To maintain high quality instructors, McCain said she’ll know after one season if her instructors are going to work out.

“We offer a caliber of service we’re known for, so if I train someone and they don’t work out, they aren’t coming back,” she said. “The ones that are really great will be invited back and given a raise the next season.”

Last summer, Joy Swim School served about 700 families with 15 instructors. McCain hopes to hire 20 instructors this summer so that even more families can be served.

“Most of my instructors are college-aged to young moms, or teachers who aren’t working in the summer,” she said. “Every single instructor spends two weeks with me in the pool learning the program. All I teach is the program and philosophy, and I hire my instructors based on genuinely liking kids and having patience.”

In the future, McCain plans to film a series of training videos for parents who don’t live in the school’s service area so they can subscribe and learn how to teach the skills to their kids from wherever they are.

“Teaching these kids for the last several years has been so rewarding and fun,” McCain said. “Every kid is different—they develop differently, learn how to breathe differently and tread water differently. What makes our program unique is that it’s individualized. It’s student driven, not curriculum driven.”

Liberty Hill resident Mary Linn King has been using Joy Swim School for six years. Her oldest daughter has completed the entire program, while her youngest hopes to graduate this summer.

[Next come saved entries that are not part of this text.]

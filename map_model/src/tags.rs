use std::collections::BTreeMap;

use serde::{Deserialize, Serialize};

/// OSM key/value metadata.
#[derive(Clone, Debug, Default, PartialEq, Serialize, Deserialize)]
pub struct Tags(BTreeMap<String, String>);

impl Tags {
    pub fn new() -> Tags {
        Tags(BTreeMap::new())
    }

    pub fn insert(&mut self, key: &str, value: &str) {
        self.0.insert(key.to_string(), value.to_string());
    }

    pub fn get(&self, key: &str) -> Option<&String> {
        self.0.get(key)
    }

    pub fn contains_key(&self, key: &str) -> bool {
        self.0.contains_key(key)
    }

    pub fn is(&self, key: &str, value: &str) -> bool {
        self.get(key).map(|v| v == value).unwrap_or(false)
    }

    pub fn is_any(&self, key: &str, values: Vec<&str>) -> bool {
        self.get(key).map(|v| values.contains(&v.as_str())).unwrap_or(false)
    }
}

#[cfg(test)]
mod tests {
    use super::*;

    #[test]
    fn lookups() {
        let mut tags = Tags::new();
        tags.insert("railway", "station");
        assert!(tags.is("railway", "station"));
        assert!(!tags.is("railway", "halt"));
        assert!(tags.is_any("railway", vec!["station", "halt"]));
        assert!(!tags.is("usage", "tourism"));
    }
}
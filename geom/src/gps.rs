use std::f64::consts::{FRAC_PI_2, FRAC_PI_4};
use std::fmt;

use serde::de::Error;
use serde::{Deserialize, Deserializer, Serialize, Serializer};

use crate::{Angle, Distance};

/// Earth radius shared by the haversine formulas and the Mercator projection, in meters.
const EARTH_RADIUS: f64 = 6_378_137.0;

/// A WGS84 coordinate. Serializes as a GeoJSON-style `[longitude, latitude]` position.
#[derive(Clone, Copy, Debug, PartialEq)]
pub struct LonLat {
    longitude: f64,
    latitude: f64,
}

impl LonLat {
    pub fn new(lon: f64, lat: f64) -> LonLat {
        LonLat {
            longitude: lon,
            latitude: lat,
        }
    }

    pub fn x(self) -> f64 {
        self.longitude
    }

    pub fn y(self) -> f64 {
        self.latitude
    }

    /// Haversine distance to `other`.
    pub fn gps_dist(self, other: LonLat) -> Distance {
        let lat1 = self.latitude.to_radians();
        let lat2 = other.latitude.to_radians();
        let half_dlat = (lat2 - lat1) / 2.0;
        let half_dlon = (other.longitude - self.longitude).to_radians() / 2.0;
        let a = half_dlat.sin().powi(2) + lat1.cos() * lat2.cos() * half_dlon.sin().powi(2);
        Distance::meters(2.0 * EARTH_RADIUS * a.sqrt().asin())
    }

    /// Initial great-circle bearing towards `other`.
    pub fn initial_bearing(self, other: LonLat) -> Angle {
        let lat1 = self.latitude.to_radians();
        let lat2 = other.latitude.to_radians();
        let dlon = (other.longitude - self.longitude).to_radians();
        let y = dlon.sin() * lat2.cos();
        let x = lat1.cos() * lat2.sin() - lat1.sin() * lat2.cos() * dlon.cos();
        Angle::degrees(y.atan2(x).to_degrees())
    }

    /// The destination reached by travelling `dist` along the great circle leaving here at
    /// `bearing`.
    pub fn project_away(self, dist: Distance, bearing: Angle) -> LonLat {
        let ang = dist.inner_meters() / EARTH_RADIUS;
        let brg = bearing.to_radians();
        let lat1 = self.latitude.to_radians();
        let lon1 = self.longitude.to_radians();
        let lat2 = (lat1.sin() * ang.cos() + lat1.cos() * ang.sin() * brg.cos()).asin();
        let lon2 = lon1
            + (brg.sin() * ang.sin() * lat1.cos()).atan2(ang.cos() - lat1.sin() * lat2.sin());
        LonLat::new(lon2.to_degrees(), lat2.to_degrees())
    }

    /// Web-Mercator projection, in meters.
    pub(crate) fn to_mercator(self) -> [f64; 2] {
        let x = EARTH_RADIUS * self.longitude.to_radians();
        let y = EARTH_RADIUS * (FRAC_PI_4 + self.latitude.to_radians() / 2.0).tan().ln();
        [x, y]
    }

    pub(crate) fn from_mercator(pt: [f64; 2]) -> LonLat {
        let lon = (pt[0] / EARTH_RADIUS).to_degrees();
        let lat = (2.0 * (pt[1] / EARTH_RADIUS).exp().atan() - FRAC_PI_2).to_degrees();
        LonLat::new(lon, lat)
    }
}

impl fmt::Display for LonLat {
    fn fmt(&self, f: &mut fmt::Formatter<'_>) -> fmt::Result {
        write!(f, "({}, {})", self.longitude, self.latitude)
    }
}

impl Serialize for LonLat {
    fn serialize<S: Serializer>(&self, s: S) -> Result<S::Ok, S::Error> {
        (self.longitude, self.latitude).serialize(s)
    }
}

impl<'de> Deserialize<'de> for LonLat {
    fn deserialize<D: Deserializer<'de>>(d: D) -> Result<LonLat, D::Error> {
        let (lon, lat) = <(f64, f64)>::deserialize(d)?;
        if !lon.is_finite() || !lat.is_finite() {
            return Err(D::Error::custom("non-finite coordinate"));
        }
        Ok(LonLat::new(lon, lat))
    }
}

#[cfg(test)]
mod tests {
    use super::*;

    #[test]
    fn haversine() {
        // Alexanderplatz to Zoologischer Garten is a bit over 6km.
        let alex = LonLat::new(13.4132, 52.5219);
        let zoo = LonLat::new(13.3326, 52.5072);
        let dist = alex.gps_dist(zoo);
        assert!(dist > Distance::meters(5500.0) && dist < Distance::meters(6500.0));
        assert_eq!(alex.gps_dist(alex), Distance::ZERO);
    }

    #[test]
    fn bearings() {
        let origin = LonLat::new(13.4, 52.5);
        let north = LonLat::new(13.4, 52.6);
        let east = LonLat::new(13.5, 52.5);
        assert!(origin.initial_bearing(north).normalized_degrees().abs() < 1.0);
        let east_bearing = origin.initial_bearing(east).normalized_degrees();
        assert!((east_bearing - 90.0).abs() < 1.0);
    }

    #[test]
    fn project_away_round_trips_distance() {
        let origin = LonLat::new(13.4, 52.5);
        for degs in [0.0, 45.0, 133.0, 270.0] {
            let there = origin.project_away(Distance::meters(2500.0), Angle::degrees(degs));
            let back = origin.gps_dist(there);
            assert!((back.inner_meters() - 2500.0).abs() < 1.0);
        }
    }

    #[test]
    fn mercator_round_trip() {
        let pt = LonLat::new(13.3699, 52.5251);
        let back = LonLat::from_mercator(pt.to_mercator());
        assert!((back.x() - pt.x()).abs() < 1e-9);
        assert!((back.y() - pt.y()).abs() < 1e-9);
    }

    #[test]
    fn serde_position() {
        let pt = LonLat::new(13.4, 52.5);
        assert_eq!(serde_json::to_string(&pt).unwrap(), "[13.4,52.5]");
        let parsed: LonLat = serde_json::from_str("[13.4,52.5]").unwrap();
        assert_eq!(parsed, pt);
        assert!(serde_json::from_str::<LonLat>("[13.4]").is_err());
    }
}
//! Shared fixtures: a synthetic city small enough to reason about by hand, and lobbies in the
//! states the tests care about.

use geom::LonLat;
use map_model::{Document, Map, Member, Node, NodeID, Relation, RelationID, Tags, Timer, Way, WayID};

use crate::model::{GamePhase, UserID};
use crate::storage::Database;

pub const HIDER: UserID = UserID(1);
pub const SEEKER: UserID = UserID(2);

fn tags(pairs: Vec<(&str, &str)>) -> Tags {
    let mut tags = Tags::new();
    for (k, v) in pairs {
        tags.insert(k, v);
    }
    tags
}

fn add_node(doc: &mut Document, id: i64, lon: f64, lat: f64, t: Vec<(&str, &str)>) {
    doc.nodes.insert(
        NodeID(id),
        Node {
            pt: LonLat::new(lon, lat),
            tags: tags(t),
        },
    );
}

fn add_way(doc: &mut Document, id: i64, node_ids: Vec<i64>, t: Vec<(&str, &str)>) {
    let nodes: Vec<NodeID> = node_ids.into_iter().map(NodeID).collect();
    let pts = nodes.iter().map(|n| doc.nodes[n].pt).collect();
    doc.ways.insert(
        WayID(id),
        Way {
            nodes,
            pts,
            tags: tags(t),
        },
    );
}

fn add_relation(doc: &mut Document, id: i64, members: Vec<(&str, Member)>, t: Vec<(&str, &str)>) {
    doc.relations.insert(
        RelationID(id),
        Relation {
            tags: tags(t),
            members: members
                .into_iter()
                .map(|(role, m)| (role.to_string(), m))
                .collect(),
        },
    );
}

/// A square city spanning (13, 52)..(14, 52.9), split at lon 13.5 into a West and an East
/// district (doubling as the sub-districts Altglienicke and Moabit), with one station, one
/// subway route stopping at (13.5, 52.5), a McDonald's, and a river along lat 52.45.
pub fn test_map() -> Map {
    let mut doc = Document::empty();

    // City corners
    add_node(&mut doc, 1, 13.0, 52.0, vec![]);
    add_node(&mut doc, 2, 14.0, 52.0, vec![]);
    add_node(&mut doc, 3, 14.0, 52.9, vec![]);
    add_node(&mut doc, 4, 13.0, 52.9, vec![]);
    // Station near Hauptbahnhof's real position
    add_node(
        &mut doc,
        5,
        13.3699,
        52.5251,
        vec![("railway", "station"), ("name", "Hauptbahnhof")],
    );
    // A stop on the subway route, and the route's track
    add_node(&mut doc, 6, 13.5, 52.5, vec![("railway", "stop")]);
    add_node(&mut doc, 9, 13.55, 52.5, vec![]);
    // The split meridian
    add_node(&mut doc, 7, 13.5, 52.0, vec![]);
    add_node(&mut doc, 8, 13.5, 52.9, vec![]);
    // A McDonald's
    add_node(&mut doc, 30, 13.42, 52.52, vec![("brand", "McDonald's")]);
    // River vertices
    add_node(&mut doc, 31, 13.2, 52.45, vec![]);
    add_node(&mut doc, 32, 13.4, 52.45, vec![]);
    add_node(&mut doc, 33, 13.6, 52.45, vec![]);

    // Boundary in two chains
    add_way(&mut doc, 10, vec![1, 2, 3], vec![]);
    add_way(&mut doc, 11, vec![3, 4, 1], vec![]);
    // West and East halves, closed
    add_way(&mut doc, 12, vec![1, 7, 8, 4, 1], vec![]);
    add_way(&mut doc, 14, vec![7, 2, 3, 8, 7], vec![]);
    // Track and river
    add_way(&mut doc, 13, vec![6, 9], vec![("railway", "rail")]);
    add_way(&mut doc, 15, vec![31, 32, 33], vec![("waterway", "river")]);

    add_relation(
        &mut doc,
        20,
        vec![
            ("outer", Member::Way(WayID(10))),
            ("outer", Member::Way(WayID(11))),
        ],
        vec![
            ("admin_level", "4"),
            ("de:amtlicher_gemeindeschluessel", "11000000"),
            ("name", "Berlin"),
        ],
    );
    add_relation(
        &mut doc,
        21,
        vec![("outer", Member::Way(WayID(12)))],
        vec![
            ("admin_level", "9"),
            ("name:prefix", "Bezirk"),
            ("name", "West"),
        ],
    );
    add_relation(
        &mut doc,
        23,
        vec![("outer", Member::Way(WayID(14)))],
        vec![
            ("admin_level", "9"),
            ("name:prefix", "Bezirk"),
            ("name", "East"),
        ],
    );
    add_relation(
        &mut doc,
        24,
        vec![("outer", Member::Way(WayID(12)))],
        vec![("admin_level", "10"), ("name", "Altglienicke")],
    );
    add_relation(
        &mut doc,
        25,
        vec![("outer", Member::Way(WayID(14)))],
        vec![("admin_level", "10"), ("name", "Moabit")],
    );
    add_relation(
        &mut doc,
        22,
        vec![
            ("stop", Member::Node(NodeID(6))),
            ("", Member::Way(WayID(13))),
        ],
        vec![("route", "subway"), ("ref", "U1")],
    );
    add_relation(
        &mut doc,
        26,
        vec![("main_stream", Member::Way(WayID(15)))],
        vec![("name", "Spree"), ("waterway", "river")],
    );

    let mut timer = Timer::new("build the test map");
    let map = Map::from_document(doc, &mut timer).unwrap();
    timer.done();
    map
}

pub fn fresh_lobby() -> (Database, String) {
    let map = test_map();
    let mut db = Database::default();
    crate::lobby::create(&mut db, &map, UserID(10)).unwrap();
    let code = db.lobbies.keys().next().unwrap().clone();
    (db, code)
}

pub fn lobby_with_players() -> (Database, String) {
    let (mut db, code) = fresh_lobby();
    let lobby = db.lobbies.get_mut(&code).unwrap();
    lobby.hider = Some(HIDER);
    lobby.seeker = Some(SEEKER);
    (db, code)
}

pub fn narrowing_lobby() -> (Database, String) {
    let (mut db, code) = lobby_with_players();
    let lobby = db.lobbies.get_mut(&code).unwrap();
    lobby.phase = GamePhase::LocationNarrowing;
    lobby.hider_pt = Some(LonLat::new(13.4, 52.5));
    lobby.seeker_pt = Some(LonLat::new(13.45, 52.5));
    (db, code)
}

“I would never go anywhere else,” King said. “We have never put our kids in floaties and we’ve been adamant about them learning to swim and feeling comfortable in the water. Joy has made it easy for them to build on their skills every summer, so they know what is coming.”

Liberty Hill resident Kari Pavlenko’s daughter has also been taking lessons through Joy Swim School for the last two summers.

“This program is the best money I’ve ever spent,” she said. “I’ve seen the results over the last two years with my daughter, and I really believe she can teach any child to swim. She has used our pool to teach lessons, so I’ve been able to watch all different kids with all different personalities learn to swim.”

McCain’s program doesn’t just teach kids, either. She has a growing number of adult clients who have never learned to swim and want to take swimming lessons.

“One of my favorite things to do is teach adults who haven’t learned how to swim that they can do it,” she said. “They get so excited about conquering that.”

She also offers infant water safety classes for babies from six months to two years of age in the form of parent-tot classes.

“We teach reflexive water safety skills in this class, so we aren’t just throwing the kids into the pool or just having them blow bubbles in the water,” McCain said. “We provide a much more relational and less intense environment, and we teach parents how to help their babies hold their breath safely, float on their backs, climb in and out of the pool and turn around if they fall in and reach the wall. I say if your child can crawl or walk to the edge of a pool, they need swimming lessons.”

McCain also has instructors who are available to teach kids with special needs.

“That is a growing community and population, and I’ve been told by clients that other swim schools won’t work with their kids,” she said. “But I have some nurses and some special education teachers on my roster, who for them, nonverbal autism is no big deal. I’ve worked with kids who are wheelchair bound and can’t walk, but they can do the butterfly stroke.”